Database Designer

Can any one explain me how to write frequent queries(format) in .sql file to give database designer? With an example.

Comments

  • Jim_KnicelyJim_Knicely - Select Field - Administrator
    edited November 2017

    You can query the DC_REQUESTS_ISSUED tables. Something like this:

    [dbadmin@s18384357 ~]$ vsql -Atc "select request from dc_requests_issued where request_type = 'QUERY' and time >= trunc(sysdate) - 7 and right(request, 1) = ';' and user_name <> 'dbadmin' group by request having count(*) > 5 limit 100;" -o /home/dbadmin/frequent_queries.sql
    
    [dbadmin@s18384357 ~]$ cat /home/dbadmin/frequent_queries.sql
    select c from il;
    select count(*) from jim.irIS;
    

    So the I got at most 100 of the queries executed by all users other than "dbadmin" more than 5 times in the previous week and stuck them in the file "/home/dbadmin/frequent_queries.sql".

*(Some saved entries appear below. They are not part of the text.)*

//! Grayscale frames and the pixel work done on them before recognition:
//! luma extraction, darkness checks and CLAHE contrast enhancement.

use std::time::Instant;

/// Pixels below this value count as dark.
pub const DARK_PIXEL: u8 = 32;

/// A captured grayscale camera frame.
#[derive(Debug, Clone)]
pub struct Frame {
    /// Luma bytes, row-major, `width * height` long.
    pub data: Vec<u8>,
    pub width: u32,
    pub height: u32,
    pub sequence: u32,
    pub captured_at: Instant,
}

impl Frame {
    /// Average pixel brightness (0.0–255.0).
    pub fn mean_brightness(&self) -> f32 {
        mean_brightness(&self.data)
    }

    /// Fraction of pixels below [`DARK_PIXEL`].
    pub fn dark_fraction(&self) -> f32 {
        dark_fraction(&self.data)
    }

    pub fn is_dark(&self, max_dark_fraction: f32) -> bool {
        is_dark(&self.data, max_dark_fraction)
    }
}

#[derive(Debug, thiserror::Error)]
pub enum FrameError {
    #[error("{format} buffer too short: expected {expected} bytes, got {actual}")]
    ShortBuffer {
        format: &'static str,
        expected: usize,
        actual: usize,
    },
}

fn require(format: &'static str, buf: &[u8], expected: usize) -> Result<(), FrameError> {
    if buf.len() < expected {
        return Err(FrameError::ShortBuffer {
            format,
            expected,
            actual: buf.len(),
        });
    }
    Ok(())
}

/// Y channel of packed YUYV 4:2:2 (`[Y0, U, Y1, V]` per pixel pair).
pub fn yuyv_luma(buf: &[u8], width: u32, height: u32) -> Result<Vec<u8>, FrameError> {
    let expected = (width * height * 2) as usize;
    require("YUYV", buf, expected)?;
    Ok(buf[..expected].iter().step_by(2).copied().collect())
}

/// High byte of each little-endian 16-bit sample.
pub fn y16_luma(buf: &[u8], width: u32, height: u32) -> Result<Vec<u8>, FrameError> {
    let expected = (width * height * 2) as usize;
    require("Y16", buf, expected)?;
    Ok(buf[..expected].chunks_exact(2).map(|px| px[1]).collect())
}

pub fn grey_luma(buf: &[u8], width: u32, height: u32) -> Result<Vec<u8>, FrameError> {
    let expected = (width * height) as usize;
    require("GREY", buf, expected)?;
    Ok(buf[..expected].to_vec())
}

pub fn mean_brightness(gray: &[u8]) -> f32 {
    if gray.is_empty() {
        return 0.0;
    }
    gray.iter().map(|&b| b as u64).sum::<u64>() as f32 / gray.len() as f32
}

pub fn dark_fraction(gray: &[u8]) -> f32 {
    if gray.is_empty() {
        return 1.0;
    }
    gray.iter().filter(|&&p| p < DARK_PIXEL).count() as f32 / gray.len() as f32
}

/// True when more than `max_dark_fraction` of the pixels are dark. Empty frames are dark.
pub fn is_dark(gray: &[u8], max_dark_fraction: f32) -> bool {
    dark_fraction(gray) > max_dark_fraction
}

/// Contrast-limited adaptive histogram equalization.
///
/// Webcam frames in a dim classroom are often low contrast; equalizing per
/// tile brings faces up without blowing out the background.
#[derive(Debug, Clone, Copy, PartialEq)]
pub struct Clahe {
    /// Tiles per side of the square grid.
    pub tiles: u32,
    /// Histogram clip, as a fraction of the tile's pixel count.
    pub clip_limit: f32,
}

impl Default for Clahe {
    fn default() -> Self {
        Self {
            tiles: 8,
            clip_limit: 0.02,
        }
    }
}

impl Clahe {
    /// Equalize `gray` in place. Frames too small for the grid are left as is.
    pub fn apply(&self, gray: &mut [u8], width: u32, height: u32) {
        let (w, h) = (width as usize, height as usize);
        let n = self.tiles.max(1) as usize;
        if gray.len() < w * h || w / n == 0 || h / n == 0 {
            return;
        }
        let (tile_w, tile_h) = (w / n, h / n);

        let luts: Vec<[u8; 256]> = (0..n * n)
            .map(|t| self.tile_lut(gray, w, (t % n) * tile_w, (t / n) * tile_h, tile_w, tile_h))
            .collect();

        // Blend the four nearest tile mappings, weighted by distance to tile centres.
        let axis = |pos: usize, tile: usize| {
            let f = (pos as f32 / tile as f32 - 0.5).clamp(0.0, (n - 1) as f32);
            let lo = f as usize;
            (lo, (lo + 1).min(n - 1), f - lo as f32)
        };

        for y in 0..h {
            let (r0, r1, dy) = axis(y, tile_h);
            for x in 0..w {
                let (c0, c1, dx) = axis(x, tile_w);
                let px = gray[y * w + x] as usize;
                let at = |r: usize, c: usize| luts[r * n + c][px] as f32;

                let top = at(r0, c0) * (1.0 - dx) + at(r0, c1) * dx;
                let bottom = at(r1, c0) * (1.0 - dx) + at(r1, c1) * dx;
                gray[y * w + x] = (top * (1.0 - dy) + bottom * dy).round().clamp(0.0, 255.0) as u8;
            }
        }
    }

    fn tile_lut(&self, gray: &[u8], stride: usize, x0: usize, y0: usize, tw: usize, th: usize) -> [u8; 256] {
        let mut hist = [0u32; 256];
        for row in gray[y0 * stride..].chunks(stride).take(th) {
            for &p in &row[x0..x0 + tw] {
                hist[p as usize] += 1;
            }
        }

        let pixels = (tw * th) as u32;
        let clip = ((self.clip_limit * pixels as f32) as u32).max(1);
        let excess: u32 = hist.iter().map(|&b| b.saturating_sub(clip)).sum();
        let (share, rest) = (excess / 256, (excess % 256) as usize);
        for (i, bin) in hist.iter_mut().enumerate() {
            *bin = (*bin).min(clip) + share + u32::from(i < rest);
        }

        let mut lut = [0u8; 256];
        let mut cdf = 0u32;
        let cdf_min = hist.iter().copied().find(|&b| b > 0).unwrap_or(0);
        let denom = pixels.saturating_sub(cdf_min).max(1) as f32;
        for (i, &bin) in hist.iter().enumerate() {
            cdf += bin;
            lut[i] = ((cdf.saturating_sub(cdf_min)) as f32 / denom * 255.0).clamp(0.0, 255.0) as u8;
        }
        lut
    }
}

#[cfg(test)]
mod tests {
    use super::*;

    #[test]
    fn test_yuyv_luma() {
        let buf: Vec<u8> = (0..16).collect();
        assert_eq!(yuyv_luma(&buf, 4, 2).unwrap(), vec![0, 2, 4, 6, 8, 10, 12, 14]);
    }

    #[test]
    fn test_yuyv_short_buffer() {
        let err = yuyv_luma(&[100, 128], 2, 1).unwrap_err();
        assert!(err.to_string().contains("expected 4"));
    }

    #[test]
    fn test_y16_takes_high_byte() {
        let buf = [0x34, 0x12, 0xff, 0x80];
        assert_eq!(y16_luma(&buf, 2, 1).unwrap(), vec![0x12, 0x80]);
    }

    #[test]
    fn test_grey_truncates_padding() {
        let buf = [1, 2, 3, 4, 99, 99];
        assert_eq!(grey_luma(&buf, 2, 2).unwrap(), vec![1, 2, 3, 4]);
    }

    #[test]
    fn test_dark_detection() {
        assert!(is_dark(&[0u8; 100], 0.95));
        assert!(!is_dark(&[128u8; 100], 0.95));
        assert!(is_dark(&[], 0.95));

        let mut mostly = vec![10u8; 96];
        mostly.extend([128u8; 4]);
        assert!(is_dark(&mostly, 0.95));

        let mut borderline = vec![10u8; 94];
        borderline.extend([128u8; 6]);
        assert!(!is_dark(&borderline, 0.95));
    }

    #[test]
    fn test_frame_brightness() {
        let frame = Frame {
            data: vec![0, 100, 200, 100],
            width: 2,
            height: 2,
            sequence: 0,
            captured_at: Instant::now(),
        };
        assert_eq!(frame.mean_brightness(), 100.0);
        assert_eq!(frame.dark_fraction(), 0.25);
    }

    #[test]
    fn test_clahe_spreads_low_contrast_image() {
        let (w, h) = (16u32, 16u32);
        let mut gray: Vec<u8> = (0..(w * h) as usize).map(|i| 100 + (i % 11) as u8).collect();
        let before = spread(&gray);
        Clahe { tiles: 2, clip_limit: 0.02 }.apply(&mut gray, w, h);
        assert!(spread(&gray) > before);
    }

    #[test]
    fn test_clahe_ignores_tiny_frames() {
        let mut gray = vec![50u8; 4];
        Clahe::default().apply(&mut gray, 2, 2);
        assert_eq!(gray, vec![50u8; 4]);
    }

    fn spread(data: &[u8]) -> u8 {
        data.iter().max().unwrap() - data.iter().min().unwrap()
    }
}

    Now I can pass this file to DBD!

  • Thank you jim.

  • Jim,I need pre join projection of normal table with flex tables.Can it possible?If it is not then what is the alternative solution to get best query performance?.Thanks in advance.

  • Jim_KnicelyJim_Knicely - Select Field - Administrator
    edited November 2017

    Hi,

    If you have a question on a separate topic, can you please create a new post?

    Anyway, wow, I've never seen that question asked before :)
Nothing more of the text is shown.